### ASSIGNMENT
What lines in the records below contain the string "layers"? Copy every one.

[Stored records]
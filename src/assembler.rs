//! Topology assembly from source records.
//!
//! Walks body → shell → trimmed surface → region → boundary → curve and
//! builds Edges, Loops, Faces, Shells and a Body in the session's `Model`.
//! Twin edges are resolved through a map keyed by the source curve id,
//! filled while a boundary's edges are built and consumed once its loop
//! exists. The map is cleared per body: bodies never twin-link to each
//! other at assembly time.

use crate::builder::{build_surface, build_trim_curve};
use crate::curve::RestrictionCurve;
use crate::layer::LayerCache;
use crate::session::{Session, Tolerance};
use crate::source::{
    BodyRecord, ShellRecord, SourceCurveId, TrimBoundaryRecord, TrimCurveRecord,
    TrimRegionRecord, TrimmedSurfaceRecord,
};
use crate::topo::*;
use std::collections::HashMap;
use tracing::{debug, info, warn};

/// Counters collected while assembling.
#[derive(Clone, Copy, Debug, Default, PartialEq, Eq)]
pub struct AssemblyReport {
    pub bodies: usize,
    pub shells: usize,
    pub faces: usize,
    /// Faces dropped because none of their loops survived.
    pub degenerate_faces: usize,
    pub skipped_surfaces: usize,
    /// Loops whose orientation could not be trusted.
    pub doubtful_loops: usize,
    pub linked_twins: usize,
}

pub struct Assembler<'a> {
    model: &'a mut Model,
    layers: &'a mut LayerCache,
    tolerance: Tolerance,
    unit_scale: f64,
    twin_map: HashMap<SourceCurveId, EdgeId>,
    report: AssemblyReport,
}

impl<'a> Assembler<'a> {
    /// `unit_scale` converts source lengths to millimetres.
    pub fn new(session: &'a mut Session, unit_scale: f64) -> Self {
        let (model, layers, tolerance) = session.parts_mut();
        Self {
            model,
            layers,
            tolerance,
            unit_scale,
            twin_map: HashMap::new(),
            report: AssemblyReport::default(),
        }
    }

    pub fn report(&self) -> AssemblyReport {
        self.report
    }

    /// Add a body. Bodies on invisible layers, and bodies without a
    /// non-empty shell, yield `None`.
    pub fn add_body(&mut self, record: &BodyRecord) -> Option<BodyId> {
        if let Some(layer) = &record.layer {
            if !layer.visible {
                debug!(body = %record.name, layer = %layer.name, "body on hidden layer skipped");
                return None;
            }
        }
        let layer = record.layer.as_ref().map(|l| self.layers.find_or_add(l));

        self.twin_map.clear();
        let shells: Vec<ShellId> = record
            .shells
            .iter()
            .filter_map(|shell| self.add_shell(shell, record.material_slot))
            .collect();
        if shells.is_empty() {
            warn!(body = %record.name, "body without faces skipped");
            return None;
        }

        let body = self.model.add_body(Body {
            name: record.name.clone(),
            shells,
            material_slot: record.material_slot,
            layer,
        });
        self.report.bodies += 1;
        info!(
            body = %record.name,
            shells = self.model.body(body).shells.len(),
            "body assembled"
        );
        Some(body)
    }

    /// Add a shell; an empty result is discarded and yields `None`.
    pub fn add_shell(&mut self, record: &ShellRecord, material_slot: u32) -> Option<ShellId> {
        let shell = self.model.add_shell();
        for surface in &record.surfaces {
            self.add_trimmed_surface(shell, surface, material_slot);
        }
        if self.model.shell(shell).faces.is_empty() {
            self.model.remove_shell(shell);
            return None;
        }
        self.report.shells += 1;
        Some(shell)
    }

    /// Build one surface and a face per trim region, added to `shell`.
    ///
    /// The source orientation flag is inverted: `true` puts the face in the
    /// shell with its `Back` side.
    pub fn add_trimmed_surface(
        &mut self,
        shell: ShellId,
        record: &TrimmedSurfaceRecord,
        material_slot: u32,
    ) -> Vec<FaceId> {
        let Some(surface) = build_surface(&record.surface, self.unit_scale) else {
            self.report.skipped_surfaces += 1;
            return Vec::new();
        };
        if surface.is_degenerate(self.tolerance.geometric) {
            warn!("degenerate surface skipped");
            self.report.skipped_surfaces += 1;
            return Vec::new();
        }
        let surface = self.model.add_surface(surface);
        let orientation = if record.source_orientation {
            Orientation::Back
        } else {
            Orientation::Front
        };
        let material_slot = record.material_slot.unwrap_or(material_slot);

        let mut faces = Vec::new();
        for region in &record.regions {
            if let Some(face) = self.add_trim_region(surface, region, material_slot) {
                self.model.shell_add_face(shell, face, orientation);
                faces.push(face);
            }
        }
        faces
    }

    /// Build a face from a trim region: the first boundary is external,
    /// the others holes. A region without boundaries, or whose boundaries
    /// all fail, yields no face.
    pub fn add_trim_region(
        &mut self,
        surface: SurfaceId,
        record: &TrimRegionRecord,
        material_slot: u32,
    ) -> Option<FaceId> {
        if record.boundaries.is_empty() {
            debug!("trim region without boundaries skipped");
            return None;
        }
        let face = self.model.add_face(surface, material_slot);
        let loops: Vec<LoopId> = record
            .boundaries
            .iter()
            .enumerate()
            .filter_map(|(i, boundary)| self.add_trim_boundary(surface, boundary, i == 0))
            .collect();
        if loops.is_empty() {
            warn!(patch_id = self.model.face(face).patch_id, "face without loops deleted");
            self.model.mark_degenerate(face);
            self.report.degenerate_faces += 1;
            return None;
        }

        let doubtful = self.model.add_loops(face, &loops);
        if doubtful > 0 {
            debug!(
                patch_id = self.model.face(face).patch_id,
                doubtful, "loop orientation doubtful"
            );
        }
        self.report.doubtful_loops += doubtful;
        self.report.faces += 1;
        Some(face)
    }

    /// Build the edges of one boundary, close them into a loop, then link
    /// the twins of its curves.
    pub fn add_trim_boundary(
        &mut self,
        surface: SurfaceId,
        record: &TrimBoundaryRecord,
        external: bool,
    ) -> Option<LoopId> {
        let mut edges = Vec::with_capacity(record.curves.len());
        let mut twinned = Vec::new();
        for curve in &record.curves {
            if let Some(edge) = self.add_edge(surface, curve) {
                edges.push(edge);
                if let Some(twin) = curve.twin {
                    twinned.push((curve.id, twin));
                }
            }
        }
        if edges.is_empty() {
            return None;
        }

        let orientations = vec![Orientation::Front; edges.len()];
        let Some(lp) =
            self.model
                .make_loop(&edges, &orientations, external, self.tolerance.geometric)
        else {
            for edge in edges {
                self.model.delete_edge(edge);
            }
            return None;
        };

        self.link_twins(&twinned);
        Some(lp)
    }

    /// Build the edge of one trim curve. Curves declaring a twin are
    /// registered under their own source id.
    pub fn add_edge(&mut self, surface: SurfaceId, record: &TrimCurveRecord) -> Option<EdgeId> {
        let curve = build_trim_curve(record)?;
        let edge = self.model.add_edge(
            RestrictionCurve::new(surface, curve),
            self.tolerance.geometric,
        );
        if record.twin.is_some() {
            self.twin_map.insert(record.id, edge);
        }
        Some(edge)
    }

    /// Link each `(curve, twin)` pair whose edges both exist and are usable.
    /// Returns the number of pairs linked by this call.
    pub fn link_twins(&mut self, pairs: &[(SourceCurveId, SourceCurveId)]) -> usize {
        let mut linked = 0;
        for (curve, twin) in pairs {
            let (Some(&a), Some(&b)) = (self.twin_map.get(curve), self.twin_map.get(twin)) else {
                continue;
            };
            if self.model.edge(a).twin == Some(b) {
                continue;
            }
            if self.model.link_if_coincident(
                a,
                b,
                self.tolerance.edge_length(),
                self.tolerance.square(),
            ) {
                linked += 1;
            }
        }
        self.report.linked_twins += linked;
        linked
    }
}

### RESPONSE AREA
    layers: &'a mut LayerCache,
        let (model, layers, tolerance) = session.parts_mut();
            layers,
    /// Add a body. Bodies on invisible layers, and bodies without a
        let layer = record.layer.as_ref().map(|l| self.layers.find_or_add(l));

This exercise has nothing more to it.